[Provided information]:
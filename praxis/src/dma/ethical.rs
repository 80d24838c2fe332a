//! The Ethical DMA: principle alignment and conflict detection.

use serde::{Deserialize, Serialize};
use serde_json::json;

use crate::config::RetryConfig;
use crate::llm::{LlmClient, LlmError, ResourceUsage, ResponseSchema, call_typed, with_retry};
use crate::message::ChatMessage;

use super::DmaInput;

/// Severity of an unresolved ethical conflict. Ordered so the selector can
/// compare against its escalation floor.
#[derive(
    Clone, Copy, Debug, PartialEq, Eq, PartialOrd, Ord, Hash, Serialize, Deserialize,
)]
#[serde(rename_all = "snake_case")]
pub enum ConflictSeverity {
    /// Worth noting; does not constrain selection.
    Low,
    /// Should influence the rationale.
    Medium,
    /// Forces the selector to Defer or Reject.
    High,
    /// Forces the selector to Defer or Reject.
    Critical,
}

impl std::fmt::Display for ConflictSeverity {
    fn fmt(&self, f: &mut std::fmt::Formatter<'_>) -> std::fmt::Result {
        let s = match self {
            Self::Low => "low",
            Self::Medium => "medium",
            Self::High => "high",
            Self::Critical => "critical",
        };
        f.write_str(s)
    }
}

/// One unresolved conflict between principles.
#[derive(Clone, Debug, PartialEq, Serialize, Deserialize)]
pub struct EthicalConflict {
    /// What is in tension.
    pub description: String,
    /// How severe the tension is.
    pub severity: ConflictSeverity,
}

/// Result of the ethical evaluation.
#[derive(Clone, Debug, PartialEq, Serialize, Deserialize)]
pub struct EthicalAssessment {
    /// Per-principle alignment in `[0, 1]`, keyed by principle name.
    pub alignment: rustc_hash::FxHashMap<String, f64>,
    /// Unresolved conflicts, if any.
    #[serde(default)]
    pub conflicts: Vec<EthicalConflict>,
    /// Free-text rationale.
    pub rationale: String,
}

impl EthicalAssessment {
    /// The most severe unresolved conflict, if any.
    #[must_use]
    pub fn max_conflict_severity(&self) -> Option<ConflictSeverity> {
        self.conflicts.iter().map(|c| c.severity).max()
    }
}

/// The ethical evaluation faculty.
#[derive(Clone, Debug, Default)]
pub struct EthicalDma;

impl EthicalDma {
    /// Name used for prompt overrides and failure attribution.
    pub const NAME: &'static str = "ethical";

    fn response_schema() -> ResponseSchema {
        ResponseSchema::new(
            "ethical_assessment",
            json!({
                "type": "object",
                "properties": {
                    "alignment": {
                        "type": "object",
                        "additionalProperties": {"type": "number", "minimum": 0.0, "maximum": 1.0}
                    },
                    "conflicts": {
                        "type": "array",
                        "items": {
                            "type": "object",
                            "properties": {
                                "description": {"type": "string"},
                                "severity": {"enum": ["low", "medium", "high", "critical"]}
                            },
                            "required": ["description", "severity"]
                        }
                    },
                    "rationale": {"type": "string"}
                },
                "required": ["alignment", "rationale"]
            }),
        )
    }

    fn messages(&self, input: &DmaInput) -> Vec<ChatMessage> {
        let system = input.prompt_override(Self::NAME).map_or_else(
            || {
                format!(
                    "You are the ethical evaluation faculty of the agent '{}'. \
                     Assess the proposed line of thought against beneficence, \
                     non-maleficence, integrity, autonomy and justice. Report \
                     per-principle alignment scores, any unresolved conflicts \
                     with their severity, and a short rationale.",
                    input.agent_name
                )
            },
            str::to_string,
        );
        vec![
            ChatMessage::system(&system),
            ChatMessage::user(&format!(
                "Task: {}\nThought: {}",
                input.task.description, input.thought.content
            )),
        ]
    }

    /// Run the evaluation with bounded retries.
    ///
    /// # Errors
    ///
    /// Returns the final [`LlmError`] once retries are exhausted.
    pub async fn evaluate(
        &self,
        input: &DmaInput,
        llm: &dyn LlmClient,
        retry: &RetryConfig,
        max_tokens: u32,
    ) -> Result<(EthicalAssessment, ResourceUsage), LlmError> {
        let messages = self.messages(input);
        with_retry(retry, || {
            call_typed(
                llm,
                messages.clone(),
                Self::response_schema(),
                max_tokens,
                0.0,
            )
        })
        .await
    }
}

#[cfg(test)]
mod tests {
    use super::*;

    #[test]
    fn severity_ordering_supports_escalation_floor() {
        assert!(ConflictSeverity::High > ConflictSeverity::Medium);
        assert!(ConflictSeverity::Critical > ConflictSeverity::High);
    }

    #[test]
    fn max_conflict_severity_picks_worst() {
        let assessment = EthicalAssessment {
            alignment: rustc_hash::FxHashMap::default(),
            conflicts: vec![
                EthicalConflict {
                    description: "minor tension".into(),
                    severity: ConflictSeverity::Low,
                },
                EthicalConflict {
                    description: "harm potential".into(),
                    severity: ConflictSeverity::High,
                },
            ],
            rationale: "".into(),
        };
        assert_eq!(
            assessment.max_conflict_severity(),
            Some(ConflictSeverity::High)
        );
    }

    #[test]
    fn assessment_parses_from_provider_json() {
        let value = serde_json::json!({
            "alignment": {"beneficence": 0.9, "justice": 0.8},
            "conflicts": [],
            "rationale": "benign request"
        });
        let parsed: EthicalAssessment = serde_json::from_value(value).unwrap();
        assert!(parsed.conflicts.is_empty());
        assert!((parsed.alignment["beneficence"] - 0.9).abs() < f64::EPSILON);
    }
}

[Task brief]:
An exact copy of all the records above is needed.

[Completed exercise]:
filename praxis/src/dma/ethical.rs
repository 80d24838c2fe332a
//! The Ethical DMA: principle alignment and conflict detection.

use serde::{Deserialize, Serialize};
use serde_json::json;

use crate::config::RetryConfig;
use crate::llm::{LlmClient, LlmError, ResourceUsage, ResponseSchema, call_typed, with_retry};
use crate::message::ChatMessage;

use super::DmaInput;

/// Severity of an unresolved ethical conflict. Ordered so the selector can
/// compare against its escalation floor.
#[derive(
    Clone, Copy, Debug, PartialEq, Eq, PartialOrd, Ord, Hash, Serialize, Deserialize,
)]
#[serde(rename_all = "snake_case")]
pub enum ConflictSeverity {
    /// Worth noting; does not constrain selection.
    Low,
    /// Should influence the rationale.
    Medium,
    /// Forces the selector to Defer or Reject.
    High,
    /// Forces the selector to Defer or Reject.
    Critical,
}

impl std::fmt::Display for ConflictSeverity {
    fn fmt(&self, f: &mut std::fmt::Formatter<'_>) -> std::fmt::Result {
        let s = match self {
            Self::Low => "low",
            Self::Medium => "medium",
            Self::High => "high",
            Self::Critical => "critical",
        };
        f.write_str(s)
    }
}

/// One unresolved conflict between principles.
#[derive(Clone, Debug, PartialEq, Serialize, Deserialize)]
pub struct EthicalConflict {
    /// What is in tension.
    pub description: String,
    /// How severe the tension is.
    pub severity: ConflictSeverity,
}

/// Result of the ethical evaluation.
#[derive(Clone, Debug, PartialEq, Serialize, Deserialize)]
pub struct EthicalAssessment {
    /// Per-principle alignment in `[0, 1]`, keyed by principle name.
    pub alignment: rustc_hash::FxHashMap<String, f64>,
    /// Unresolved conflicts, if any.
    #[serde(default)]
    pub conflicts: Vec<EthicalConflict>,
    /// Free-text rationale.
    pub rationale: String,
}

impl EthicalAssessment {
    /// The most severe unresolved conflict, if any.
    #[must_use]
    pub fn max_conflict_severity(&self) -> Option<ConflictSeverity> {
        self.conflicts.iter().map(|c| c.severity).max()
    }
}

/// The ethical evaluation faculty.
#[derive(Clone, Debug, Default)]
pub struct EthicalDma;

impl EthicalDma {
    /// Name used for prompt overrides and failure attribution.
    pub const NAME: &'static str = "ethical";

    fn response_schema() -> ResponseSchema {
        ResponseSchema::new(
            "ethical_assessment",
            json!({
                "type": "object",
                "properties": {
                    "alignment": {
                        "type": "object",
                        "additionalProperties": {"type": "number", "minimum": 0.0, "maximum": 1.0}
                    },
                    "conflicts": {
                        "type": "array",
                        "items": {
                            "type": "object",
                            "properties": {
                                "description": {"type": "string"},
                                "severity": {"enum": ["low", "medium", "high", "critical"]}
                            },
                            "required": ["description", "severity"]
                        }
                    },
                    "rationale": {"type": "string"}
                },
                "required": ["alignment", "rationale"]
            }),
        )
    }

    fn messages(&self, input: &DmaInput) -> Vec<ChatMessage> {
        let system = input.prompt_override(Self::NAME).map_or_else(
            || {
                format!(
                    "You are the ethical evaluation faculty of the agent '{}'. \
                     Assess the proposed line of thought against beneficence, \
                     non-maleficence, integrity, autonomy and justice. Report \
                     per-principle alignment scores, any unresolved conflicts \
                     with their severity, and a short rationale.",
                    input.agent_name
                )
            },
            str::to_string,
        );
        vec![
            ChatMessage::system(&system),
            ChatMessage::user(&format!(
                "Task: {}\nThought: {}",
                input.task.description, input.thought.content
            )),
        ]
    }

    /// Run the evaluation with bounded retries.
    ///
    /// # Errors
    ///
    /// Returns the final [`LlmError`] once retries are exhausted.
    pub async fn evaluate(
        &self,
        input: &DmaInput,
        llm: &dyn LlmClient,
        retry: &RetryConfig,
        max_tokens: u32,
    ) -> Result<(EthicalAssessment, ResourceUsage), LlmError> {
        let messages = self.messages(input);
        with_retry(retry, || {
            call_typed(
                llm,
                messages.clone(),
                Self::response_schema(),
                max_tokens,
                0.0,
            )
        })
        .await
    }
}

#[cfg(test)]
mod tests {
    use super::*;

    #[test]
    fn severity_ordering_supports_escalation_floor() {
        assert!(ConflictSeverity::High > ConflictSeverity::Medium);
        assert!(ConflictSeverity::Critical > ConflictSeverity::High);
    }

    #[test]
    fn max_conflict_severity_picks_worst() {
        let assessment = EthicalAssessment {
            alignment: rustc_hash::FxHashMap::default(),
            conflicts: vec![
                EthicalConflict {
                    description: "minor tension".into(),
                    severity: ConflictSeverity::Low,
                },
                EthicalConflict {
                    description: "harm potential".into(),
                    severity: ConflictSeverity::High,
                },
            ],
            rationale: "".into(),
        };
        assert_eq!(
            assessment.max_conflict_severity(),
            Some(ConflictSeverity::High)
        );
    }

    #[test]
    fn assessment_parses_from_provider_json() {
        let value = serde_json::json!({
            "alignment": {"beneficence": 0.9, "justice": 0.8},
            "conflicts": [],
            "rationale": "benign request"
        });
        let parsed: EthicalAssessment = serde_json::from_value(value).unwrap();
        assert!(parsed.conflicts.is_empty());
        assert!((parsed.alignment["beneficence"] - 0.9).abs() < f64::EPSILON);
    }
}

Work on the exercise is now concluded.